Start at the first line of the material below and retype each line through the one containing "pub const MIN_CHARS_PER_ITEM: usize = 20;", exactly.
================
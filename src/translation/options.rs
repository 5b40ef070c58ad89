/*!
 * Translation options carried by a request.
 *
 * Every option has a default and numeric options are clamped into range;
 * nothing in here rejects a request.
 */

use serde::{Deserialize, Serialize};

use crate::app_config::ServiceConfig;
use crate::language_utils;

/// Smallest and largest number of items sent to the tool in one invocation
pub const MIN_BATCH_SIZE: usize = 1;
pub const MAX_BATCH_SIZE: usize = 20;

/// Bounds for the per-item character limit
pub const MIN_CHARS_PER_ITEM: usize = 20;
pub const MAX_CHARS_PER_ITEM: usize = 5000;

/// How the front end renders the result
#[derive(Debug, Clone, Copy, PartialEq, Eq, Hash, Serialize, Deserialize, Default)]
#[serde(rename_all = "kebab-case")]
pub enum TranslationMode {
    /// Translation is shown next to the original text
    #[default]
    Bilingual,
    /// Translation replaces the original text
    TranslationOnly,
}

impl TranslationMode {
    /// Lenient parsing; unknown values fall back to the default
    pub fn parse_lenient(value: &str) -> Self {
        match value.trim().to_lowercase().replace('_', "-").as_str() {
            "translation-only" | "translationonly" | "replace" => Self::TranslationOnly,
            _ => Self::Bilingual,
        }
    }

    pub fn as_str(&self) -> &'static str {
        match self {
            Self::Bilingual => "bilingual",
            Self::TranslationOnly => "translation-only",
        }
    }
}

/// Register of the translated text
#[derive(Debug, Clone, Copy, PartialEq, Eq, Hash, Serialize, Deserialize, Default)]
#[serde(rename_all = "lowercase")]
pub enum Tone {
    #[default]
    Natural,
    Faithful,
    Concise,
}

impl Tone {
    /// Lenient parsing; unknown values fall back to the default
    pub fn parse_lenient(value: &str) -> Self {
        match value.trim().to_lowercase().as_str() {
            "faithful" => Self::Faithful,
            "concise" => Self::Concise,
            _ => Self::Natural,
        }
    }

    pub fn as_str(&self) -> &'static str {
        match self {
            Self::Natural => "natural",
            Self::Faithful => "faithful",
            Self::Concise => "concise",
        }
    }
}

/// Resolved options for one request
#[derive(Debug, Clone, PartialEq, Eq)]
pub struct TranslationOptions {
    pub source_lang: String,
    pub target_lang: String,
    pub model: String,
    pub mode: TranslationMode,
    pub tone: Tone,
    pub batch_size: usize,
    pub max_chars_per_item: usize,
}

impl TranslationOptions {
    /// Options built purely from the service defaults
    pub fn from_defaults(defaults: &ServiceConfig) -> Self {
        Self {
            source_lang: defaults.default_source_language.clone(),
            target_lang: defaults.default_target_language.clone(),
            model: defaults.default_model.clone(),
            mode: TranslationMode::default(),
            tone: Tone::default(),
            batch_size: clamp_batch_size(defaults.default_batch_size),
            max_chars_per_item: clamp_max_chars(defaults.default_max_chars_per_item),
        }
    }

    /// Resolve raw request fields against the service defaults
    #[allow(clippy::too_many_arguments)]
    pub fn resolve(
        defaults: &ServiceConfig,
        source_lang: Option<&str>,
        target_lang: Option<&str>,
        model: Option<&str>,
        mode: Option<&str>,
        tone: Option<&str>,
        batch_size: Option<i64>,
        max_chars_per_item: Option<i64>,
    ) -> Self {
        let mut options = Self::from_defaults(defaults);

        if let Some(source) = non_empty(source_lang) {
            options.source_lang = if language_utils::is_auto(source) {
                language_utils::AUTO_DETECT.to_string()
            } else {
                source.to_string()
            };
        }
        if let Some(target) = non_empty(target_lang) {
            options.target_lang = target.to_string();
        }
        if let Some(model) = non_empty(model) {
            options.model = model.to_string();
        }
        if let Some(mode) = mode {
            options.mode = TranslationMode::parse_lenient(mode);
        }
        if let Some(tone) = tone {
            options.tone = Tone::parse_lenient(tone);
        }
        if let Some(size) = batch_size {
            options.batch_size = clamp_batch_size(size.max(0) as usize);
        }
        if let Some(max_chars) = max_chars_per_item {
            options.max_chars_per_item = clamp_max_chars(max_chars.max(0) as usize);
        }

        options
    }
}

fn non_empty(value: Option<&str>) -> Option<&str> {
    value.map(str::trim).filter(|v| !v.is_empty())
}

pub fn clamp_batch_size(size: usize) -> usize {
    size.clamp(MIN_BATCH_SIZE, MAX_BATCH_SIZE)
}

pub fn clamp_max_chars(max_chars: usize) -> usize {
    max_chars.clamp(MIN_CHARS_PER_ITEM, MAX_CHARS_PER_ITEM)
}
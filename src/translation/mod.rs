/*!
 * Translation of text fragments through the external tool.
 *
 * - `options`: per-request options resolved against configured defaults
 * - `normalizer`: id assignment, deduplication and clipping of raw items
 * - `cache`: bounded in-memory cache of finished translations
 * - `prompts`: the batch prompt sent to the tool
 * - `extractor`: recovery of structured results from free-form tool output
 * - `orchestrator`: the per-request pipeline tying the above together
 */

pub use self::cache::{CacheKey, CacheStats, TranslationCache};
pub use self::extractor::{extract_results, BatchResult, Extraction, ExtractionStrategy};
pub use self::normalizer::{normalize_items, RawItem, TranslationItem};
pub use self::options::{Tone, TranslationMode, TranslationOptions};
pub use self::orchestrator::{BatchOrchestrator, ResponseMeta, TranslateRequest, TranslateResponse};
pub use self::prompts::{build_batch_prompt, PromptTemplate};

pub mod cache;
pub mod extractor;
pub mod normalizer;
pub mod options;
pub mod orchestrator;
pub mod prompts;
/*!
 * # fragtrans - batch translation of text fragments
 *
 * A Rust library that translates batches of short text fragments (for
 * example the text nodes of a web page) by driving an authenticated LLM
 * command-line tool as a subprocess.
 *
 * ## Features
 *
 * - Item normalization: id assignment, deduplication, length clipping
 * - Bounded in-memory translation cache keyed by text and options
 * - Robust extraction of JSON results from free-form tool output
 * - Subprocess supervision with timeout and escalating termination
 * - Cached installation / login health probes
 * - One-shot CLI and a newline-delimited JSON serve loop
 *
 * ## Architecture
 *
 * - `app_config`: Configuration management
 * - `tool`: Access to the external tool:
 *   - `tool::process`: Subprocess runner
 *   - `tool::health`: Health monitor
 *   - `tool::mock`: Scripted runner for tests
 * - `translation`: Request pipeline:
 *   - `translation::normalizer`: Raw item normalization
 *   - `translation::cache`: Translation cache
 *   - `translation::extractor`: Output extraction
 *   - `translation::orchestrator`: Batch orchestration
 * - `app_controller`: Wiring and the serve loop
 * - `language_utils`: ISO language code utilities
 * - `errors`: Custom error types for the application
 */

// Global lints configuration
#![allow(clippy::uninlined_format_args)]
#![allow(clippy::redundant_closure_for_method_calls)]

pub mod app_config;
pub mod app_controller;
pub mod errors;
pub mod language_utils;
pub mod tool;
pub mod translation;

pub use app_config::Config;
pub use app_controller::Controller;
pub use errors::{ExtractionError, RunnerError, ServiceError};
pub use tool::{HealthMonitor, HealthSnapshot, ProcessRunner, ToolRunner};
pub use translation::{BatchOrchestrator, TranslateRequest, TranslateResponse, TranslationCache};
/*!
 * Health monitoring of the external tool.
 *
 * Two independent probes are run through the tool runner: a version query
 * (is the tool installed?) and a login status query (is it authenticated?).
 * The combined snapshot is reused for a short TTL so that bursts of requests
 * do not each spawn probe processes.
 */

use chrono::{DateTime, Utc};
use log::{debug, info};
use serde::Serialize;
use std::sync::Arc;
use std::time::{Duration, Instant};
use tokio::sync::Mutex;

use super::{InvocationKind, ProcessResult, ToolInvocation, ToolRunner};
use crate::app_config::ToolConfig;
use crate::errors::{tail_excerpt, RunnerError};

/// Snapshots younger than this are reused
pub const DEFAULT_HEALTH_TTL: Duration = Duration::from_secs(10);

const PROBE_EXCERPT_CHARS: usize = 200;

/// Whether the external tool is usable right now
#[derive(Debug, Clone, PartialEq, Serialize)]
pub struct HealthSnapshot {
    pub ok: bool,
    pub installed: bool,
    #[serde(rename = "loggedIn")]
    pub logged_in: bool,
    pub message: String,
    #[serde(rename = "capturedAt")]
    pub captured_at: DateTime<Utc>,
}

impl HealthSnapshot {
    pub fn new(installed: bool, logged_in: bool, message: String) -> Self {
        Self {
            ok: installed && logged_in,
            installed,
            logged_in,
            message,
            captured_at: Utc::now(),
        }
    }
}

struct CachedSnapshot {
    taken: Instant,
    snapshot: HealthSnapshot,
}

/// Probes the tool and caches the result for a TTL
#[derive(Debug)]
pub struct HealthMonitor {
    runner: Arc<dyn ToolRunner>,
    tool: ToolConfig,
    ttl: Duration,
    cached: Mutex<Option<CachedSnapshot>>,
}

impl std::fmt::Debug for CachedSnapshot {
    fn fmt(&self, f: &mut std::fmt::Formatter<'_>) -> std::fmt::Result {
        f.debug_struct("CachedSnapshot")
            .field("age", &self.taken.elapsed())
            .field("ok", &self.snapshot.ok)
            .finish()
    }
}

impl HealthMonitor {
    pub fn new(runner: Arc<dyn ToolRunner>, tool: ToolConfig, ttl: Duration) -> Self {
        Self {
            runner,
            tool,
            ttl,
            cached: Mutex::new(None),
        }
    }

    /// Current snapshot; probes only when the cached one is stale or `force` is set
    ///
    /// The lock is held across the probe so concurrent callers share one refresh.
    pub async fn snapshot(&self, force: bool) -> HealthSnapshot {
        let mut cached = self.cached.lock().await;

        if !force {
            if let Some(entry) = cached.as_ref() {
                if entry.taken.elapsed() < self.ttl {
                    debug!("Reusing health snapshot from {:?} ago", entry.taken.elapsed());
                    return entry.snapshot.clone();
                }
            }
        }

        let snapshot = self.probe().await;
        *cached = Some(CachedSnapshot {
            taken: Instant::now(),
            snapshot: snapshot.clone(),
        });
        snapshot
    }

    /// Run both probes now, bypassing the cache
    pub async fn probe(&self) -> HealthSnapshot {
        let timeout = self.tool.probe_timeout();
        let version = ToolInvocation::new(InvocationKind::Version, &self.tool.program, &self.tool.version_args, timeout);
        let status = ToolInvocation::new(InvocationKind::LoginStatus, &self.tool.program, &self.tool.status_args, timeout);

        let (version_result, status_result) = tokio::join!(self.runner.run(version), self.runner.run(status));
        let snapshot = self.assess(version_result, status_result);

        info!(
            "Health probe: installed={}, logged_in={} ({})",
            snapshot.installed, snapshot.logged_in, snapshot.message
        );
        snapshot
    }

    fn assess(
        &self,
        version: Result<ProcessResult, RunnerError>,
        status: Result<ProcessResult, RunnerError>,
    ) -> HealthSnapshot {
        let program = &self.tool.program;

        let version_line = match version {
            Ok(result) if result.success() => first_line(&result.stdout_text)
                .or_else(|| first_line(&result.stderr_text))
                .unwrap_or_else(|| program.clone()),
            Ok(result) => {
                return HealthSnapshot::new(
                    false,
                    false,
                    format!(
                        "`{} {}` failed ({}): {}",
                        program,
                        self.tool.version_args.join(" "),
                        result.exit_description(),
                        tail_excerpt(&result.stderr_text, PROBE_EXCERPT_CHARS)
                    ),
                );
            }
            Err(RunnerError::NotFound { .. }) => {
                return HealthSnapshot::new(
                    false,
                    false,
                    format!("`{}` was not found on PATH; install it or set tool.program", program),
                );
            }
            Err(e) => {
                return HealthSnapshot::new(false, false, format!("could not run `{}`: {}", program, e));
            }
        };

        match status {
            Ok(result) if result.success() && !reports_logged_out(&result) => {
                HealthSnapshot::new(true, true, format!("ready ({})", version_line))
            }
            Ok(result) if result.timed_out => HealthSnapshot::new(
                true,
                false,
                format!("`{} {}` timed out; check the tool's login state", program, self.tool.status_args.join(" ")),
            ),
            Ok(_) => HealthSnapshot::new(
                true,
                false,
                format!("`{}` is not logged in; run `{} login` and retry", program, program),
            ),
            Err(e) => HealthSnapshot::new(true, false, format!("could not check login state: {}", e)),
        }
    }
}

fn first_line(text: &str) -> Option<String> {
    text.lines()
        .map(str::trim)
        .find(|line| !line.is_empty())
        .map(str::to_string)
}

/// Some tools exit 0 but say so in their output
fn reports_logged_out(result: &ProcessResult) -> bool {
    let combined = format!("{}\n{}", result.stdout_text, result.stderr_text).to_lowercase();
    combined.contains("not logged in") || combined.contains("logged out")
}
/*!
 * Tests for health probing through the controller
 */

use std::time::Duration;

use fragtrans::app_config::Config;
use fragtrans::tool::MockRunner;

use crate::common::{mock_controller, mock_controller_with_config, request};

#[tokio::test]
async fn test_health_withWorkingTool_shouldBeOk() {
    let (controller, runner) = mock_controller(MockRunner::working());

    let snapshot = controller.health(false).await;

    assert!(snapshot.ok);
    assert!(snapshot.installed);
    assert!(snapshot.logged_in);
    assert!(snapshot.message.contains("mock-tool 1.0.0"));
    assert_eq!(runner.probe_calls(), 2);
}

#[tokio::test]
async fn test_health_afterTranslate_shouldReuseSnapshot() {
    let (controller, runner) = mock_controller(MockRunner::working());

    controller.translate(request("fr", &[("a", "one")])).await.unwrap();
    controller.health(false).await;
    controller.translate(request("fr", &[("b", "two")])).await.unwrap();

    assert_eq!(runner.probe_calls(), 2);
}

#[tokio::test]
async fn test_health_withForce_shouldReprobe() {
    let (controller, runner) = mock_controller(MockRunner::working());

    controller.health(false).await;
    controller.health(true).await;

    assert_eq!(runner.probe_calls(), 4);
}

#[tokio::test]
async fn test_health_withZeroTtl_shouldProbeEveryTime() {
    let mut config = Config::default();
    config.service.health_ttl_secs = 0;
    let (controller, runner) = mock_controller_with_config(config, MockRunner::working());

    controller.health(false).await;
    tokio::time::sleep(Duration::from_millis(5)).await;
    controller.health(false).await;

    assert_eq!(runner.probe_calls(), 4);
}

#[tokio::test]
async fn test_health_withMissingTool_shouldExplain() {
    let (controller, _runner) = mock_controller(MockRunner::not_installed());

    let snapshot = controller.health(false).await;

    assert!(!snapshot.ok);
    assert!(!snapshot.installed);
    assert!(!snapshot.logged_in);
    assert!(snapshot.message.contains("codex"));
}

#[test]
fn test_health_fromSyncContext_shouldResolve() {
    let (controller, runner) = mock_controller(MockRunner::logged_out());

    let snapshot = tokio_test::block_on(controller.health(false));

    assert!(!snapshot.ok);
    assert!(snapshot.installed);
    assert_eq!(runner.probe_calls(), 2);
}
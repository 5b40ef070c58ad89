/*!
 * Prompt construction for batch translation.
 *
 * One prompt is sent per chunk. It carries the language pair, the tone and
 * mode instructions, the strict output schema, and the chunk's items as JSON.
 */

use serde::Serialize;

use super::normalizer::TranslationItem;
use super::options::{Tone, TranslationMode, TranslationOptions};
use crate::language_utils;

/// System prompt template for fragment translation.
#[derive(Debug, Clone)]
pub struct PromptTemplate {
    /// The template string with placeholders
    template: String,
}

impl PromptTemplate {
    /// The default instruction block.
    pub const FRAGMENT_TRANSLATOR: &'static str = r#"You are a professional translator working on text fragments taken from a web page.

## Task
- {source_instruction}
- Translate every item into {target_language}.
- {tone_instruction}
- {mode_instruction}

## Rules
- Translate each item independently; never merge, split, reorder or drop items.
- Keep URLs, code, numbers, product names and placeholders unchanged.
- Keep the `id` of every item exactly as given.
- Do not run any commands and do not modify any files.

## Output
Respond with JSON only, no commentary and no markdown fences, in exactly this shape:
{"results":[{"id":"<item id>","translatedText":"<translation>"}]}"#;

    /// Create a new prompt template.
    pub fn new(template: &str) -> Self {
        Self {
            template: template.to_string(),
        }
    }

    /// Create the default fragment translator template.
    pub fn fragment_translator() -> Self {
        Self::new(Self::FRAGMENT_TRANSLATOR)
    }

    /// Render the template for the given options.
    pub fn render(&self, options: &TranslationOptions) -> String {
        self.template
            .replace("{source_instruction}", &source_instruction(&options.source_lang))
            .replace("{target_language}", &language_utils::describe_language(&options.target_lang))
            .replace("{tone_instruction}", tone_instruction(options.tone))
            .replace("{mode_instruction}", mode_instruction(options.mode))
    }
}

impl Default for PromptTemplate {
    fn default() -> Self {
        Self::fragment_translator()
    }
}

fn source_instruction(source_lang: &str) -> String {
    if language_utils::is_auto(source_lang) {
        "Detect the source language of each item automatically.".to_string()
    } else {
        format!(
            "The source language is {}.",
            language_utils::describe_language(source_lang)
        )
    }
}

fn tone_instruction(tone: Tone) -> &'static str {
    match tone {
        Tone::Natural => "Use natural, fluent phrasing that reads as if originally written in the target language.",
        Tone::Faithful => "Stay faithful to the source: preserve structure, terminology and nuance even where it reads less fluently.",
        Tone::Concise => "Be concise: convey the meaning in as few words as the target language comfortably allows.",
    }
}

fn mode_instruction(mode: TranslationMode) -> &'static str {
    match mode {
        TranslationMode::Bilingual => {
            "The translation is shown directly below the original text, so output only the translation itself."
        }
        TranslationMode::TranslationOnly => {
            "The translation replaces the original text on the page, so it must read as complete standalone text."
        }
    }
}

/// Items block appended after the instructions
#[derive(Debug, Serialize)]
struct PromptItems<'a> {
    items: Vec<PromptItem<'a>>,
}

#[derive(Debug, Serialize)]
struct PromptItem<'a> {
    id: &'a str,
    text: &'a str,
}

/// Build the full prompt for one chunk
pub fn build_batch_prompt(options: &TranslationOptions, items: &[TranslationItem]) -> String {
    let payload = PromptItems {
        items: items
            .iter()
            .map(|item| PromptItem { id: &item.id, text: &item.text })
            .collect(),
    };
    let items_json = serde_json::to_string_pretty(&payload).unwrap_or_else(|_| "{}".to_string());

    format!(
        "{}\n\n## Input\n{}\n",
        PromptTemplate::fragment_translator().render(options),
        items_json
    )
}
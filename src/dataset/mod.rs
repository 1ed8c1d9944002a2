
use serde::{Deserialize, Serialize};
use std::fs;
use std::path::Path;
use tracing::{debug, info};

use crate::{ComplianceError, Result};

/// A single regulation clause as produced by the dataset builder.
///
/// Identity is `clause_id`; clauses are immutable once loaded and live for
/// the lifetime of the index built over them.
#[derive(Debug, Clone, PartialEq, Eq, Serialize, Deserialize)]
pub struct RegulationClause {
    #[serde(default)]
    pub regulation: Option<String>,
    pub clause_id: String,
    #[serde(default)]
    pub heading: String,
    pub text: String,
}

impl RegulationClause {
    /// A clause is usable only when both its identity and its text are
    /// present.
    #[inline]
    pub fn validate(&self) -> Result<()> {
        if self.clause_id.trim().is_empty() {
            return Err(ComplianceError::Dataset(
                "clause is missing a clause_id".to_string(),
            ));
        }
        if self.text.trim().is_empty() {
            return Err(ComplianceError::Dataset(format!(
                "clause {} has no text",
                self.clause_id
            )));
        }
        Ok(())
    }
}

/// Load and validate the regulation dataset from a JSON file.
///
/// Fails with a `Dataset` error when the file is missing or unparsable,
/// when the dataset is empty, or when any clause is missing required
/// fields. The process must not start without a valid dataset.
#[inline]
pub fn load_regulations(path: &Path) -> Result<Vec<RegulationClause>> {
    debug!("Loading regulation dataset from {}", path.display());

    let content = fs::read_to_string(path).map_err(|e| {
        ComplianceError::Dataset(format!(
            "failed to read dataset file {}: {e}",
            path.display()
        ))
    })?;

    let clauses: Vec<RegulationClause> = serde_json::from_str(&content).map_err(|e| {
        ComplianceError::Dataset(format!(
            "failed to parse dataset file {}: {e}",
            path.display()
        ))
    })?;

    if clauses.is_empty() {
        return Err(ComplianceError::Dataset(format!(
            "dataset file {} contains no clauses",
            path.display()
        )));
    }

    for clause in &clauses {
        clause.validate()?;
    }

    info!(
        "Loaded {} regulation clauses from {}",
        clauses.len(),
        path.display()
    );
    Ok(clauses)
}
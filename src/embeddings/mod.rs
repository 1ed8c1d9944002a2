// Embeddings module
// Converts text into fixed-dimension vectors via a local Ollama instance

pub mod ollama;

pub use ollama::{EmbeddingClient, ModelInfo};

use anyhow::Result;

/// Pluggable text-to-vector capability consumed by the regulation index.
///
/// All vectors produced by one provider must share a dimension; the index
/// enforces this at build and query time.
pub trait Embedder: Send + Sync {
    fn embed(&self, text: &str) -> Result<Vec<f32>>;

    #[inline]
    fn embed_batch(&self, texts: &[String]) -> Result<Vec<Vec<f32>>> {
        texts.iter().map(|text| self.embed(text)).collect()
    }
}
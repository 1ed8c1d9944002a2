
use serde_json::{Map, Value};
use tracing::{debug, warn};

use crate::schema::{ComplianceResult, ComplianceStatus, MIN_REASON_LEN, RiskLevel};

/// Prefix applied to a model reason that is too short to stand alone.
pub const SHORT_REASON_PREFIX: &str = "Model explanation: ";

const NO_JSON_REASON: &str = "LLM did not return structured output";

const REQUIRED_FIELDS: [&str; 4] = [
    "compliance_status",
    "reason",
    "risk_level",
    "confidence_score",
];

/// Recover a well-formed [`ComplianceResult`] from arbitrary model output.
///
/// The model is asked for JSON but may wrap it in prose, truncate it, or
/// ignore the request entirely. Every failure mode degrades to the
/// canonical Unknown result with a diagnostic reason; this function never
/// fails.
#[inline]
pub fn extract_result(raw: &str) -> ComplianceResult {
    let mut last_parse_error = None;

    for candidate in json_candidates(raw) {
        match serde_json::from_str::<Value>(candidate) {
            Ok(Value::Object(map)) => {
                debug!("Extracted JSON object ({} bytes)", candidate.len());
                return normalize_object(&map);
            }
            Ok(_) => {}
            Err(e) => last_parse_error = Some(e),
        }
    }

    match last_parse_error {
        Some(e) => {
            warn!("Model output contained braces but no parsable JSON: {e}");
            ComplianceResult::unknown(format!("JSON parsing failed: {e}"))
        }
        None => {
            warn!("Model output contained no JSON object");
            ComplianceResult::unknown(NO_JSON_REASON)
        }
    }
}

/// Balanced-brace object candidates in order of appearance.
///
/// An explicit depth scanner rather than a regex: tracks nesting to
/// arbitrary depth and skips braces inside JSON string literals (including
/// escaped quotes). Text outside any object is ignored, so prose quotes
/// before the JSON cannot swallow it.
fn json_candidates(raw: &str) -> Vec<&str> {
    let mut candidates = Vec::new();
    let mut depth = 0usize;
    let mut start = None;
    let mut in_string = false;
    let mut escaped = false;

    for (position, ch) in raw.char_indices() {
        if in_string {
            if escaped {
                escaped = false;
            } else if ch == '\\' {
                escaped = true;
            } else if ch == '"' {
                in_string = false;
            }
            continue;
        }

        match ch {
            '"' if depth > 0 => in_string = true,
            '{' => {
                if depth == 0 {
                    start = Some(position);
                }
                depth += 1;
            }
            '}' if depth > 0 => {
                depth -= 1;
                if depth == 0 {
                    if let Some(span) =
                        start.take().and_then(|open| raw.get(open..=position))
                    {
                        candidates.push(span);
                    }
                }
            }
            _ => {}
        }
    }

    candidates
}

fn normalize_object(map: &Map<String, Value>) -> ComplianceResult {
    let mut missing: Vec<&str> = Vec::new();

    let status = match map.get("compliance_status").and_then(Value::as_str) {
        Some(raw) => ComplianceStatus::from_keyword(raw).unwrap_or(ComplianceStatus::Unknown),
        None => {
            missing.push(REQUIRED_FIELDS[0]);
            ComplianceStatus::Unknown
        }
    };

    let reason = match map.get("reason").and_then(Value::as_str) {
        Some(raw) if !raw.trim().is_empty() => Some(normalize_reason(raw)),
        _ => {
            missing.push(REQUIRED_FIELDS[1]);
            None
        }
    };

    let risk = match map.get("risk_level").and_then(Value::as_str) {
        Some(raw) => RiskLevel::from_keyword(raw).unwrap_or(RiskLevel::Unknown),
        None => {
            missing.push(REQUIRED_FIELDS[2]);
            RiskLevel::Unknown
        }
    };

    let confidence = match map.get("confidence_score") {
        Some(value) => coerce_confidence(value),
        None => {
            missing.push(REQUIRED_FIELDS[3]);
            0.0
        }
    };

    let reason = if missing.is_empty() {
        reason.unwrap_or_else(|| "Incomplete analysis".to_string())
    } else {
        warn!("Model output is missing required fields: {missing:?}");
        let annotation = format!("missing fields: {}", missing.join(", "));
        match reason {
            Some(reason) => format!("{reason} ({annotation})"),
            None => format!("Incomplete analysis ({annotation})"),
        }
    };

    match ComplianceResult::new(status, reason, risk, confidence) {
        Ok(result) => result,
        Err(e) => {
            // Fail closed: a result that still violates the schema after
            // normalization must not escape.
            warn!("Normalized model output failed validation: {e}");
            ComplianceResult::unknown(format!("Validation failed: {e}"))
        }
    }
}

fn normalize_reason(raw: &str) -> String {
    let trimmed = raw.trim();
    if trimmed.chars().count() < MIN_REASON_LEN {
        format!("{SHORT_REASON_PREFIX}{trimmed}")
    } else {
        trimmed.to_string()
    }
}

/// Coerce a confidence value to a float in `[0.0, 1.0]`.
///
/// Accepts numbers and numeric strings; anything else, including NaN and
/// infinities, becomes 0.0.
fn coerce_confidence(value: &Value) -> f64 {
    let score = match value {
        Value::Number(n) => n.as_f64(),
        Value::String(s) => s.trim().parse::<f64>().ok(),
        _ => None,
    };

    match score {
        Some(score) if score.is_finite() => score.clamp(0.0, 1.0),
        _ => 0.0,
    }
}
================
_SOLUTION FOR THIS PROBLEM_.
filename src/translation/options.rs
repository 5b40ef070c58ad89
/*!
 * Translation options carried by a request.
 *
 * Every option has a default and numeric options are clamped into range;
 * nothing in here rejects a request.
 */

use serde::{Deserialize, Serialize};

use crate::app_config::ServiceConfig;
use crate::language_utils;

/// Smallest and largest number of items sent to the tool in one invocation
pub const MIN_BATCH_SIZE: usize = 1;
pub const MAX_BATCH_SIZE: usize = 20;

/// Bounds for the per-item character limit
pub const MIN_CHARS_PER_ITEM: usize = 20;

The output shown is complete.